* **RECORDS FOR THE TASK**:
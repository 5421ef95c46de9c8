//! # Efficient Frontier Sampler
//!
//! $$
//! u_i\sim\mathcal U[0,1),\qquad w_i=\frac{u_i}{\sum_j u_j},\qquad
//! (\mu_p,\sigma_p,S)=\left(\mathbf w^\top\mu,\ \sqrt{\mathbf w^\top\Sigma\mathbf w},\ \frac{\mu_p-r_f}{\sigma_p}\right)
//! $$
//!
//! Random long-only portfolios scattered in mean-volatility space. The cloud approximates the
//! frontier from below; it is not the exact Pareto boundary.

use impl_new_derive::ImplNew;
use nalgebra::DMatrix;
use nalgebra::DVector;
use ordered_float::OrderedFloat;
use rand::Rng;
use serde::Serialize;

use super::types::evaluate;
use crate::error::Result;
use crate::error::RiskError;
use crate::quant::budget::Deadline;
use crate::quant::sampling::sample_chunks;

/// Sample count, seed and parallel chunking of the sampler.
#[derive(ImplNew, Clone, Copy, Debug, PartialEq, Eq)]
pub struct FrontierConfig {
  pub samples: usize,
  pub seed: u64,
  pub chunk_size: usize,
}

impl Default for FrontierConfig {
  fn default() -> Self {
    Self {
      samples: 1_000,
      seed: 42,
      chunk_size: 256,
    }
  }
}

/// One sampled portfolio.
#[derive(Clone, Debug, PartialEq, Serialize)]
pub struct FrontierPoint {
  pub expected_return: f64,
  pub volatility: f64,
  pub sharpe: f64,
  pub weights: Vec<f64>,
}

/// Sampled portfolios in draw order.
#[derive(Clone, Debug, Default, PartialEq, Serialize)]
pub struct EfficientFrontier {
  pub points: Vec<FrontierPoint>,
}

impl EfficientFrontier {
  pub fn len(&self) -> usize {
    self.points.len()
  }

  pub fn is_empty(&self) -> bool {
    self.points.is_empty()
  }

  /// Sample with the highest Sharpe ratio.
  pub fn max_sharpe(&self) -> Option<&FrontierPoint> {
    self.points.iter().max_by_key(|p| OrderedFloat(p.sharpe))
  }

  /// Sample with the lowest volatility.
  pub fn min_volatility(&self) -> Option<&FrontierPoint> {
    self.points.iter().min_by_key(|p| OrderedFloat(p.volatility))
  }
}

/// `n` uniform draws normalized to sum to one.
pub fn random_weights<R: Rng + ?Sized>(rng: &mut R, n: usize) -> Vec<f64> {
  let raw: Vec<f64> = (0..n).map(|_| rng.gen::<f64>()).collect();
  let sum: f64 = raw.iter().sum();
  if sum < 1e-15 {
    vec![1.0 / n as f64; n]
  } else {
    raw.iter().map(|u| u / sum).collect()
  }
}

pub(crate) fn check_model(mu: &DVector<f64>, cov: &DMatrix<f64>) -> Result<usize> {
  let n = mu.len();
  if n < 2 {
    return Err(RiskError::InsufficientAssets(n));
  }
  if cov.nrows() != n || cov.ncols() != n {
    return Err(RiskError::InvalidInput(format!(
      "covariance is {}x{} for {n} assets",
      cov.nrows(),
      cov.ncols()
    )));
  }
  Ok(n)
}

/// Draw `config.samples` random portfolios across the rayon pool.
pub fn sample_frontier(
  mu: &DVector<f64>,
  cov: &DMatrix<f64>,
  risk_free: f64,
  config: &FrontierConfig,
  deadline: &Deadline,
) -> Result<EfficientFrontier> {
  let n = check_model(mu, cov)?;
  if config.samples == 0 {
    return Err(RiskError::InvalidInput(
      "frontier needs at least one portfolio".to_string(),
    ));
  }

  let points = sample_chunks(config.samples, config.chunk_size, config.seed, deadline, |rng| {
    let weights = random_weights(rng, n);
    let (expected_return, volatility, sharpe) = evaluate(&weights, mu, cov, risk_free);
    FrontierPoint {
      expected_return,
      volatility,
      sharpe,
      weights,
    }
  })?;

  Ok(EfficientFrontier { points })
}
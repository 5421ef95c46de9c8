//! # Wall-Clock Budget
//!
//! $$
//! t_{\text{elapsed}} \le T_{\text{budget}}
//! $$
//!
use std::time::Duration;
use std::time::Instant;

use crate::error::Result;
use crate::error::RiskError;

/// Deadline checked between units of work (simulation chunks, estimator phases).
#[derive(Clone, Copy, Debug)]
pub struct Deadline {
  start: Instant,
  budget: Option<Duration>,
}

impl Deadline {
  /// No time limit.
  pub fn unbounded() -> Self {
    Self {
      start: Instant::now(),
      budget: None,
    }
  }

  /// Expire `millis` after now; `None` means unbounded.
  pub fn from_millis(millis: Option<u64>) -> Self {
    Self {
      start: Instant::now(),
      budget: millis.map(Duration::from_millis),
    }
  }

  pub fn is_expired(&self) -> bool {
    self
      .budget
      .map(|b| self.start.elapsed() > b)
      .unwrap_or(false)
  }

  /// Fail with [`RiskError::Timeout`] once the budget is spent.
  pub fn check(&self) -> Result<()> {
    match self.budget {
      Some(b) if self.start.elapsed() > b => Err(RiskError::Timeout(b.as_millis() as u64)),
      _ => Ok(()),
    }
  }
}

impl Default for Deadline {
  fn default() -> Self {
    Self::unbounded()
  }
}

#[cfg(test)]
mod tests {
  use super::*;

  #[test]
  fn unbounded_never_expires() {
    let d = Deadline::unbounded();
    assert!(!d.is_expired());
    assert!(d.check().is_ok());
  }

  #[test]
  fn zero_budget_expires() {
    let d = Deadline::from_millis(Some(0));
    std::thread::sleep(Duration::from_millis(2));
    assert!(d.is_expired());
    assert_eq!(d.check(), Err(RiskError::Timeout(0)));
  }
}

* **EXERCISE DETAILS**: Would you please copy all lines in the data that contain the word "OrderedFloat"?

* **WORKED SOLUTION**:
use ordered_float::OrderedFloat;
    self.points.iter().max_by_key(|p| OrderedFloat(p.sharpe))
    self.points.iter().min_by_key(|p| OrderedFloat(p.volatility))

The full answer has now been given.